- DATA UNDER STUDY
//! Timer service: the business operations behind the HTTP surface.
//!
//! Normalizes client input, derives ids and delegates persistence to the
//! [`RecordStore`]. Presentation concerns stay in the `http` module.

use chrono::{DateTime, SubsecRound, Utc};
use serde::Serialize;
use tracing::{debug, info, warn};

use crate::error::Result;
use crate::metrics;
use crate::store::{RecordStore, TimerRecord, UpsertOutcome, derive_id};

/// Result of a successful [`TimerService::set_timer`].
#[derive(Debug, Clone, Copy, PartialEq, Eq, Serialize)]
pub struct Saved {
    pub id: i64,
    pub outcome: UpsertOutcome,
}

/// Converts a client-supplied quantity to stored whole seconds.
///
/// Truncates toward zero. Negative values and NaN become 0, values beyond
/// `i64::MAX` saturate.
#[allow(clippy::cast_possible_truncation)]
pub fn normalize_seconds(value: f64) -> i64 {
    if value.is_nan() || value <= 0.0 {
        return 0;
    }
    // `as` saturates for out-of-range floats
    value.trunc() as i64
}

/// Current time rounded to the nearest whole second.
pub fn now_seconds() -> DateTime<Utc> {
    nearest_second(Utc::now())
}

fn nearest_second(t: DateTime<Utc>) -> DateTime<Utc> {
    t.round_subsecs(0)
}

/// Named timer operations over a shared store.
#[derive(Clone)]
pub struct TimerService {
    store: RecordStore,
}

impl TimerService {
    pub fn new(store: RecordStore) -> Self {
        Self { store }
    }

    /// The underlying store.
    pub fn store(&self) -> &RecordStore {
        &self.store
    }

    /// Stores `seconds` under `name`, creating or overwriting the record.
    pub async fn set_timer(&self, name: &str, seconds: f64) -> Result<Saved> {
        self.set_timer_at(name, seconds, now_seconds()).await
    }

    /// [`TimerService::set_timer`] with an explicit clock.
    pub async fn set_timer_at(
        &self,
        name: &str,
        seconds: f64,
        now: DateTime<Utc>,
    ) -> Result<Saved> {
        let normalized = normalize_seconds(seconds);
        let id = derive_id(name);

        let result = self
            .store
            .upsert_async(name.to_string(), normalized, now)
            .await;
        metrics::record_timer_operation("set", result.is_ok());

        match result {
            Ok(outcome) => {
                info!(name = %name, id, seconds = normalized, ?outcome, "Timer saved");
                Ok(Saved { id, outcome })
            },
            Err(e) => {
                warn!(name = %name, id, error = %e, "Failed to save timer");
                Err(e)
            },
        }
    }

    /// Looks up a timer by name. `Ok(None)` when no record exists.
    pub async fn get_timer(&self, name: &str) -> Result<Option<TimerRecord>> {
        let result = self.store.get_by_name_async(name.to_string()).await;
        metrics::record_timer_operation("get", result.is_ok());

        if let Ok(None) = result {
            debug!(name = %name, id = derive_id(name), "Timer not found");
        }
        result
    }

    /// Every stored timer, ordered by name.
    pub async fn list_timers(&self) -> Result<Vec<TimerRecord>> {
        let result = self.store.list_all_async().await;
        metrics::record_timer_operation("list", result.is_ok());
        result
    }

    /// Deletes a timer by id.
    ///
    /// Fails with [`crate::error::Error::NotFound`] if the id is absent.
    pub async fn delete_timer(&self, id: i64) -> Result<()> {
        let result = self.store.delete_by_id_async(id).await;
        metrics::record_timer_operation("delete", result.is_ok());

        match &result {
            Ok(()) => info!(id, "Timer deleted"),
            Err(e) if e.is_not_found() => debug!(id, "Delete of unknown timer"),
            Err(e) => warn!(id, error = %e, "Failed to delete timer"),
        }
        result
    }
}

---

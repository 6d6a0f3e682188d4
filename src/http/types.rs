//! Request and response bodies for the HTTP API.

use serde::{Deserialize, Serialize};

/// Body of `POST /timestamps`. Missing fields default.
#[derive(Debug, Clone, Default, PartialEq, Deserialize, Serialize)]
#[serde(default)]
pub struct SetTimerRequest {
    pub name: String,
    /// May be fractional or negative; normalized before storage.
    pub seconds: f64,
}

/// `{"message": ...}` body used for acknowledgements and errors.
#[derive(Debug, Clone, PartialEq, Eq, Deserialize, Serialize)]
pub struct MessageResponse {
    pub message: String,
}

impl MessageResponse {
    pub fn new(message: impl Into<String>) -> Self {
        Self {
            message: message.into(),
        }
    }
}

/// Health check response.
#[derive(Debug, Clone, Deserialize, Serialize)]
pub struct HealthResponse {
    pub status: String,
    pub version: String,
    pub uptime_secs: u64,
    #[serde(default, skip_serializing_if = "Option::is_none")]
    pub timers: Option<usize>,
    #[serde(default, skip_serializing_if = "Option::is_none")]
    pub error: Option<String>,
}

* * *

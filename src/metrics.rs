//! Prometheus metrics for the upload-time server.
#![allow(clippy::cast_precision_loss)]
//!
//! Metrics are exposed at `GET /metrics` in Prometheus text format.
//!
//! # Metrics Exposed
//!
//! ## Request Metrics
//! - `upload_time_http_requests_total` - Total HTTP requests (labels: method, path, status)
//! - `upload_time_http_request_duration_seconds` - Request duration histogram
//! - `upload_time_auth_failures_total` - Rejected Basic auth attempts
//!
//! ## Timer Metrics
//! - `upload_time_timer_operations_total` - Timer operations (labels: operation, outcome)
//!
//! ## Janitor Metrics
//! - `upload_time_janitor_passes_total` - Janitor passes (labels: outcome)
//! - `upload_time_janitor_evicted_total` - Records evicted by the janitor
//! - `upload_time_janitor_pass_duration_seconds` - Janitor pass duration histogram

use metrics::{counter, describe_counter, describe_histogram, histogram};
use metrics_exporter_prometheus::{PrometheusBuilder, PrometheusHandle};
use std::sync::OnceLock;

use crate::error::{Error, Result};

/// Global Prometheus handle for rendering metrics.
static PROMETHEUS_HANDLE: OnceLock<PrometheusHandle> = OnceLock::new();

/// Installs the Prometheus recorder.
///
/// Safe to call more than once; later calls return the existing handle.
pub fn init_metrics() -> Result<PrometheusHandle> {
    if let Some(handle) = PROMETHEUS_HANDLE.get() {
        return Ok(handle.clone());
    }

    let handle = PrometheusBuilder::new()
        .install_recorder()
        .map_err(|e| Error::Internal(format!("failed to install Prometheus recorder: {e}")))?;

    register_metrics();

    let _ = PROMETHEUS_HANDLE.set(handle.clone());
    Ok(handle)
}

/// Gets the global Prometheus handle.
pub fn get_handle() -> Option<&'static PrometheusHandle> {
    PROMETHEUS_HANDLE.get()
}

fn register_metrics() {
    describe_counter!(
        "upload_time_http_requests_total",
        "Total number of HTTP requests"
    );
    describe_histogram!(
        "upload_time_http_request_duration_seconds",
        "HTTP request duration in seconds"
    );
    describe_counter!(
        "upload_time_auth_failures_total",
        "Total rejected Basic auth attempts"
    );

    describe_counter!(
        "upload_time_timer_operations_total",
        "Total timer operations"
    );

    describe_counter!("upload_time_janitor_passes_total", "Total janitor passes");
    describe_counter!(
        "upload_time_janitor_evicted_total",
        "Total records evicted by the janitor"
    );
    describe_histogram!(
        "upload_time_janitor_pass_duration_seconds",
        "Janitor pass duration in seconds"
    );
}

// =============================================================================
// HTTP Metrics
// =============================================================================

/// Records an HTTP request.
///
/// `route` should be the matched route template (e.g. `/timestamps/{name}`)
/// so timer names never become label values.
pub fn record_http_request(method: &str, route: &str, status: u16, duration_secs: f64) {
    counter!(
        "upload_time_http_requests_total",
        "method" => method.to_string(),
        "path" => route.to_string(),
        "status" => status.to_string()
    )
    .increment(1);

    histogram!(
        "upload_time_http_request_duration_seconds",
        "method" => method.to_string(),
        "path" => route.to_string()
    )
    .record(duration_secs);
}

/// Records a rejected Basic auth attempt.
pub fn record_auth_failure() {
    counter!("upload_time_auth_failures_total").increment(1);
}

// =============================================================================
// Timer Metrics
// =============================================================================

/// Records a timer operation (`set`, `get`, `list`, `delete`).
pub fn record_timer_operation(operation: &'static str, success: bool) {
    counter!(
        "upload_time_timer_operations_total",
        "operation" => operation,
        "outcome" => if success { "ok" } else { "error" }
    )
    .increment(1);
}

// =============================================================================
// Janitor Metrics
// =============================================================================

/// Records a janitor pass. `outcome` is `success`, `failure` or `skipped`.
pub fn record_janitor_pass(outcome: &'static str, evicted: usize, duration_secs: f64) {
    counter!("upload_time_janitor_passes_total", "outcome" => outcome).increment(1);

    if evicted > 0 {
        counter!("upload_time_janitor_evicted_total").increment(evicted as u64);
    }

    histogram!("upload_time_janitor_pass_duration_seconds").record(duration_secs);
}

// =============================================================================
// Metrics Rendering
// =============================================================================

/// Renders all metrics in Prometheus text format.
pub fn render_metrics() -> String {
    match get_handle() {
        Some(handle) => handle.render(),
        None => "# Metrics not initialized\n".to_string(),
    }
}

- REQUIRED ACTION
Pull every line that holds the string "with" out of the records.

- REPLY TO THE EXERCISE
    /// [`TimerService::set_timer`] with an explicit clock.
    /// Fails with [`crate::error::Error::NotFound`] if the id is absent.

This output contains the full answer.